The University of Pennsylvania is distancing itself from Bill Cosby and billionaire chairman of the Republican National Committee Steve Wynn.
The Ivy League college announced plans Thursday to rescind the legendary comedian’s honorary degree. The school said it will also remove the name Wynn Commons, named for Wynn, from the centrally located outdoor plaza bounded by Houston Hall, Claudia Cohen Hall, College Hall, and Irvine Auditorium.
In 2015, as dozens of women came out against Cosby alleging sexual assault and as students protested across campus, school administrators rebuffed calls to revoke Cosby’s honorary degree.
“While the allegations against Mr. Cosby are deeply troubling, it is not our practice to rescind honorary degrees,” Vice President for University Communications Steve McCarthy said in a statement at the time.

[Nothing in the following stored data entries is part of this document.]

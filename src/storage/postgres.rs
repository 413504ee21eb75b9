//! PostgreSQL task store
//!
//! Two tables back the store:
//! - `tasks`: one row per task, written by ingestion; the core only updates `status`
//! - `task_logs`: append-only execution log

use async_trait::async_trait;
use deadpool_postgres::{Config as PoolConfig, ManagerConfig, Pool, RecyclingMethod, Runtime};
use std::time::Duration;
use tokio_postgres::NoTls;

use super::{StoreError, StoreResult, TaskStore};
use crate::models::{TaskLogEntry, TaskStatus};

// ============================================================================
// Configuration
// ============================================================================

/// PostgreSQL connection settings
#[derive(Debug, Clone)]
pub struct PostgresConfig {
    /// PostgreSQL connection URL
    pub database_url: String,

    /// Connection pool size
    pub pool_size: usize,

    /// Per-statement timeout
    pub statement_timeout: Duration,
}

impl Default for PostgresConfig {
    fn default() -> Self {
        Self {
            database_url: "postgresql://localhost/taskgrid".to_string(),
            pool_size: 4,
            statement_timeout: Duration::from_secs(5),
        }
    }
}

// ============================================================================
// Store
// ============================================================================

const SCHEMA: &str = r#"
CREATE TABLE IF NOT EXISTS tasks (
    id TEXT PRIMARY KEY,
    type TEXT,
    payload TEXT,
    status TEXT,
    retries INT DEFAULT 0,
    max_retry INT DEFAULT 0,
    priority INT DEFAULT 0,
    expire_at TIMESTAMPTZ,
    created_at TIMESTAMPTZ DEFAULT NOW()
);

CREATE TABLE IF NOT EXISTS task_logs (
    id SERIAL PRIMARY KEY,
    task_id TEXT NOT NULL,
    result TEXT,
    executed_by TEXT NOT NULL,
    executed_at TIMESTAMPTZ DEFAULT NOW()
);

CREATE INDEX IF NOT EXISTS idx_task_logs_task_id ON task_logs(task_id);
"#;

/// Task store backed by a PostgreSQL pool
pub struct PostgresTaskStore {
    pool: Pool,
}

impl PostgresTaskStore {
    /// Create the pool and check connectivity
    pub async fn connect(config: &PostgresConfig) -> StoreResult<Self> {
        let mut pool_config = PoolConfig::new();
        pool_config.url = Some(config.database_url.clone());
        pool_config.options = Some(format!(
            "-c statement_timeout={}",
            config.statement_timeout.as_millis()
        ));
        pool_config.manager = Some(ManagerConfig {
            recycling_method: RecyclingMethod::Fast,
        });
        pool_config.pool = Some(deadpool_postgres::PoolConfig::new(config.pool_size));

        let pool = pool_config
            .create_pool(Some(Runtime::Tokio1), NoTls)
            .map_err(|e| StoreError::Pool(e.to_string()))?;

        // Test connection
        let client = pool.get().await?;
        client.simple_query("SELECT 1").await?;

        tracing::info!(pool_size = config.pool_size, "Connected to PostgreSQL");

        Ok(Self { pool })
    }

    /// Create tables if they do not exist
    pub async fn ensure_schema(&self) -> StoreResult<()> {
        let client = self.pool.get().await?;
        client.batch_execute(SCHEMA).await?;
        Ok(())
    }
}

#[async_trait]
impl TaskStore for PostgresTaskStore {
    async fn update_status(&self, task_id: &str, status: TaskStatus) -> StoreResult<()> {
        let client = self.pool.get().await?;
        let updated = client
            .execute(
                "UPDATE tasks SET status = $1 WHERE id = $2",
                &[&status.as_str(), &task_id],
            )
            .await?;

        if updated == 0 {
            tracing::debug!(task_id = %task_id, "Status update matched no task row");
        }
        Ok(())
    }

    async fn append_log(&self, entry: &TaskLogEntry) -> StoreResult<()> {
        let client = self.pool.get().await?;
        client
            .execute(
                "INSERT INTO task_logs (task_id, executed_by, result) VALUES ($1, $2, $3)",
                &[&entry.task_id, &entry.executed_by, &entry.result],
            )
            .await?;
        Ok(())
    }
}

The college, however, had previously rescinded two degrees it awarded to Germans Kaiser Friedrich Wilhelm II and Johann Heinrich von Bernstorff following World War I when the United States broke diplomatic ties with Germany.
So what changed?
The college said it had to take action after multiple reports last week detailed Wynn’s alleged decadeslong acts of sexual harassment and intimidation.

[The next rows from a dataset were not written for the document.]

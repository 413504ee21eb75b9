//! In-memory task store

use async_trait::async_trait;
use std::collections::HashMap;
use std::sync::atomic::{AtomicBool, Ordering};
use std::sync::Mutex;

use super::{StoreError, StoreResult, TaskStore};
use crate::models::{TaskLogEntry, TaskStatus};

/// Task store that keeps statuses and logs in memory
#[derive(Default)]
pub struct MemoryTaskStore {
    statuses: Mutex<HashMap<String, TaskStatus>>,
    logs: Mutex<Vec<TaskLogEntry>>,
    failing: AtomicBool,
}

impl MemoryTaskStore {
    pub fn new() -> Self {
        Self::default()
    }

    /// Make every write fail while `failing` is set
    pub fn set_failing(&self, failing: bool) {
        self.failing.store(failing, Ordering::SeqCst);
    }

    pub fn status_of(&self, task_id: &str) -> Option<TaskStatus> {
        self.statuses
            .lock()
            .ok()
            .and_then(|statuses| statuses.get(task_id).copied())
    }

    pub fn logs(&self) -> Vec<TaskLogEntry> {
        self.logs.lock().map(|logs| logs.clone()).unwrap_or_default()
    }

    pub fn logs_for(&self, task_id: &str) -> Vec<TaskLogEntry> {
        self.logs()
            .into_iter()
            .filter(|entry| entry.task_id == task_id)
            .collect()
    }

    fn check(&self) -> StoreResult<()> {
        if self.failing.load(Ordering::SeqCst) {
            return Err(StoreError::Unavailable("injected failure".to_string()));
        }
        Ok(())
    }
}

fn poisoned<T>(_: T) -> StoreError {
    StoreError::Unavailable("memory store lock poisoned".to_string())
}

#[async_trait]
impl TaskStore for MemoryTaskStore {
    async fn update_status(&self, task_id: &str, status: TaskStatus) -> StoreResult<()> {
        self.check()?;
        self.statuses
            .lock()
            .map_err(poisoned)?
            .insert(task_id.to_string(), status);
        Ok(())
    }

    async fn append_log(&self, entry: &TaskLogEntry) -> StoreResult<()> {
        self.check()?;
        self.logs.lock().map_err(poisoned)?.push(entry.clone());
        Ok(())
    }
}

“To that end, we convened a small group composed of trustees, alumni, deans, and faculty who deliberated carefully on the nature of the charges made against Mr. Wynn and the correct course of action the University should take in response,” school administrators explained in a statement.
“It has been a century since the University of Pennsylvania last revoked an honorary degree, and we do not take that decision—or the decision to remove Mr. Wynn’s name from the Commons and from the scholarship fund he created—lightly,” David L. Cohen, chair, Penn Board of Trustees said in the same statement. “We view these as extraordinary and essentially unique circumstances that call for an immediate, decisive, and clearly ethical response.”